Review: 'Invictus' [C]

By Chase Kahn

Clint Eastwood is an old-time, classical studio director. One of the few who can churn out films year after year without reprieve, gliding on a wave of lifetime, Hollywood icon status. His films behind the camera are predictably clean-cut, to-the-point and fatally sentimental in their evocations and images. Invictus, the story of Nelson Mandela's first several years in office as President of post-apartheid South Africa and the springbok's miracle, symbolic run in the '95 Rugby World Cup, is no different.

It's shamelessly manipulative, cut-to-the-chase, old-school filmmaking in the worst sense. This is a powerful story of forgiveness, redemption and unity boiled down to a thick, syrupy molasses, spoon-fed to exhaustion. The opening shot of the film has a group of white, well-dressed South Africans playing rugby on one side of the street while a group of blacks play soccer on the other side, Mandela's caravan riding on the dirt-swept road in-between. Just in case you weren't aware of South Africa's racial divide, Eastwood spells it out for you.

And not just with one shot, but for 132 painfully repetitive and long-winded minutes. Soft piano chords and stirring strings slowly fade in and out of these plainly portrayed scenes of a nation rebuilding and the courage, strength and selflessness that must exist in order for forgiveness and cooperation.

The film's intentions and overall offensively blunt post-racial imagery can be summed up during the predictably trite championship rugby match between South Africa and New Zealand - which occupies the last thirty-some-odd minutes of the film.
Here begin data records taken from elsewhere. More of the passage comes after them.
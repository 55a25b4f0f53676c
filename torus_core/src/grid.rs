// grid.rs - Logical grid types for the toroidal puzzle

use std::fmt;
use std::ops::Index;

use crate::error::{PuzzleError, Result};

/// Visual category of a tile. Only equality matters.
#[derive(Debug, Clone, Copy, PartialEq, Eq, Hash)]
pub enum PieceColor {
    Red,
    Green,
    Blue,
    Yellow,
    Purple,
}

impl PieceColor {
    pub const ALL: [PieceColor; 5] = [
        PieceColor::Red,
        PieceColor::Green,
        PieceColor::Blue,
        PieceColor::Yellow,
        PieceColor::Purple,
    ];

    pub fn from_char(c: char) -> Option<Self> {
        match c.to_ascii_uppercase() {
            'R' => Some(PieceColor::Red),
            'G' => Some(PieceColor::Green),
            'B' => Some(PieceColor::Blue),
            'Y' => Some(PieceColor::Yellow),
            'P' => Some(PieceColor::Purple),
            _ => None,
        }
    }

    pub fn as_char(self) -> char {
        match self {
            PieceColor::Red => 'R',
            PieceColor::Green => 'G',
            PieceColor::Blue => 'B',
            PieceColor::Yellow => 'Y',
            PieceColor::Purple => 'P',
        }
    }
}

/// Slide direction. Up and Right move pieces along the positive axes.
#[derive(Debug, Clone, Copy, PartialEq, Eq, Hash)]
pub enum Direction {
    Up,
    Down,
    Left,
    Right,
}

impl Direction {
    pub fn is_vertical(self) -> bool {
        matches!(self, Direction::Up | Direction::Down)
    }
}

/// Player-visible puzzle state: `columns` x `rows` colors indexed `[column, row]`.
///
/// Row 0 is the top row. The grid is never empty.
#[derive(Debug, Clone, PartialEq, Eq)]
pub struct LogicalGrid {
    columns: usize,
    rows: usize,
    cells: Vec<PieceColor>, // column-major
}

impl LogicalGrid {
    /// Builds a grid from column vectors, `columns[c][r]`.
    pub fn from_columns(columns: Vec<Vec<PieceColor>>) -> Result<Self> {
        let column_count = columns.len();
        let row_count = columns.first().map_or(0, Vec::len);
        if column_count == 0 || row_count == 0 {
            return Err(PuzzleError::EmptyGrid { columns: column_count, rows: row_count });
        }

        let mut cells = Vec::with_capacity(column_count * row_count);
        for (column, colors) in columns.into_iter().enumerate() {
            if colors.len() != row_count {
                return Err(PuzzleError::RaggedGrid {
                    line: column,
                    expected: row_count,
                    found: colors.len(),
                });
            }
            cells.extend(colors);
        }

        Ok(Self { columns: column_count, rows: row_count, cells })
    }

    /// Parses one string per row, top row first, e.g. `["RGB", "GBR"]`.
    pub fn parse_rows(rows: &[&str]) -> Result<Self> {
        let row_count = rows.len();
        let column_count = rows.first().map_or(0, |row| row.chars().count());
        if row_count == 0 || column_count == 0 {
            return Err(PuzzleError::EmptyGrid { columns: column_count, rows: row_count });
        }

        let mut columns = vec![Vec::with_capacity(row_count); column_count];
        for (row, line) in rows.iter().enumerate() {
            let found = line.chars().count();
            if found != column_count {
                return Err(PuzzleError::RaggedGrid { line: row, expected: column_count, found });
            }
            for (column, c) in line.chars().enumerate() {
                let color = PieceColor::from_char(c).ok_or(PuzzleError::UnknownColor(c))?;
                columns[column].push(color);
            }
        }

        Self::from_columns(columns)
    }

    /// Builds a grid by asking `color_at(column, row)` for every cell.
    pub fn from_fn(
        columns: usize,
        rows: usize,
        mut color_at: impl FnMut(usize, usize) -> PieceColor,
    ) -> Result<Self> {
        if columns == 0 || rows == 0 {
            return Err(PuzzleError::EmptyGrid { columns, rows });
        }
        let mut cells = Vec::with_capacity(columns * rows);
        for column in 0..columns {
            for row in 0..rows {
                cells.push(color_at(column, row));
            }
        }
        Ok(Self { columns, rows, cells })
    }

    pub fn columns(&self) -> usize {
        self.columns
    }

    pub fn rows(&self) -> usize {
        self.rows
    }

    /// The grid after sliding one line a single cell with wrap-around.
    ///
    /// Up/Down rotate logical column `column`; Left/Right rotate logical row `row`.
    pub fn shifted(&self, direction: Direction, column: usize, row: usize) -> Result<Self> {
        let (pivot, limit) = if direction.is_vertical() {
            (column, self.columns)
        } else {
            (row, self.rows)
        };
        if pivot >= limit {
            return Err(PuzzleError::PivotOutOfRange { pivot, limit });
        }

        let (n, m) = (self.columns, self.rows);
        Self::from_fn(n, m, |c, r| match direction {
            Direction::Up if c == column => self[(c, (r + 1) % m)],
            Direction::Down if c == column => self[(c, (r + m - 1) % m)],
            Direction::Left if r == row => self[((c + 1) % n, r)],
            Direction::Right if r == row => self[((c + n - 1) % n, r)],
            _ => self[(c, r)],
        })
    }
}

impl Index<(usize, usize)> for LogicalGrid {
    type Output = PieceColor;

    fn index(&self, (column, row): (usize, usize)) -> &PieceColor {
        assert!(column < self.columns && row < self.rows, "cell [{column}, {row}] out of range");
        &self.cells[column * self.rows + row]
    }
}

impl fmt::Display for LogicalGrid {
    fn fmt(&self, f: &mut fmt::Formatter<'_>) -> fmt::Result {
        for row in 0..self.rows {
            if row > 0 {
                writeln!(f)?;
            }
            for column in 0..self.columns {
                write!(f, "{}", self[(column, row)].as_char())?;
            }
        }
        Ok(())
    }
}

#[cfg(test)]
mod tests {
    use super::*;
    use PieceColor::*;

    #[test]
    fn parse_rows_is_row_major_text_column_major_storage() {
        let grid = LogicalGrid::parse_rows(&["RGB", "YPR"]).unwrap();
        assert_eq!((grid.columns(), grid.rows()), (3, 2));
        assert_eq!(grid[(0, 0)], Red);
        assert_eq!(grid[(2, 0)], Blue);
        assert_eq!(grid[(1, 1)], Purple);
        assert_eq!(grid.to_string(), "RGB\nYPR");
    }

    #[test]
    fn rejects_empty_and_ragged_input() {
        assert_eq!(
            LogicalGrid::from_columns(vec![]),
            Err(PuzzleError::EmptyGrid { columns: 0, rows: 0 })
        );
        assert_eq!(
            LogicalGrid::from_columns(vec![vec![Red, Green], vec![Blue]]),
            Err(PuzzleError::RaggedGrid { line: 1, expected: 2, found: 1 })
        );
        assert_eq!(LogicalGrid::parse_rows(&["RX"]), Err(PuzzleError::UnknownColor('X')));
    }

    #[test]
    fn shifting_wraps_the_selected_line_only() {
        let grid = LogicalGrid::parse_rows(&["RGB", "GBR", "BRG"]).unwrap();

        let right = grid.shifted(Direction::Right, 0, 1).unwrap();
        assert_eq!(right.to_string(), "RGB\nRGB\nBRG");

        let left = grid.shifted(Direction::Left, 0, 0).unwrap();
        assert_eq!(left.to_string(), "GBR\nGBR\nBRG");

        let up = grid.shifted(Direction::Up, 2, 0).unwrap();
        assert_eq!(up.to_string(), "RGR\nGBG\nBRB");

        let down = grid.shifted(Direction::Down, 0, 0).unwrap();
        assert_eq!(down.to_string(), "BGB\nRBR\nGRG");
    }

    #[test]
    fn shift_then_opposite_shift_is_identity() {
        let grid = LogicalGrid::parse_rows(&["RGBY", "PRGB"]).unwrap();
        let there = grid.shifted(Direction::Up, 3, 0).unwrap();
        assert_eq!(there.shifted(Direction::Down, 3, 0).unwrap(), grid);
    }

    #[test]
    fn shifting_a_single_line_grid_is_a_no_op_across_it() {
        let grid = LogicalGrid::parse_rows(&["RGB"]).unwrap();
        assert_eq!(grid.shifted(Direction::Up, 1, 0).unwrap(), grid);
    }

    #[test]
    fn shift_rejects_pivot_outside_grid() {
        let grid = LogicalGrid::parse_rows(&["RG", "BY"]).unwrap();
        assert_eq!(
            grid.shifted(Direction::Left, 0, 2),
            Err(PuzzleError::PivotOutOfRange { pivot: 2, limit: 2 })
        );
    }
}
Make no mistake, this is very much a sports drama.

Here, Eastwood pours it on good and well, interspersing scenes of on-field action - men sweating and toiling away on the battlefield - with scenes of a nation putting aside all racial tides in this one moment of unity, of sport. Shots of families, white and black, watching closely from their homes, a wide-eyed young black boy mingling with a group of white security guards, listening to the game on the radio, plus Mandela's personal interracial security detail, all on the same team.

It's almost too easy to bash the song choice during a key scene where Mandela (played with staccato and saintliness by Morgan Freeman) visits the team before their opening match against Australia. Titled, "Colorblind", the sheer audacity of such an overbearing, obvious song choice recalls the crooning of Eastwood himself over the credits of last year's Gran Torino. Sometimes, with the 79-year old actor/director, the phrase "on-the-nose" just doesn't quite cut it.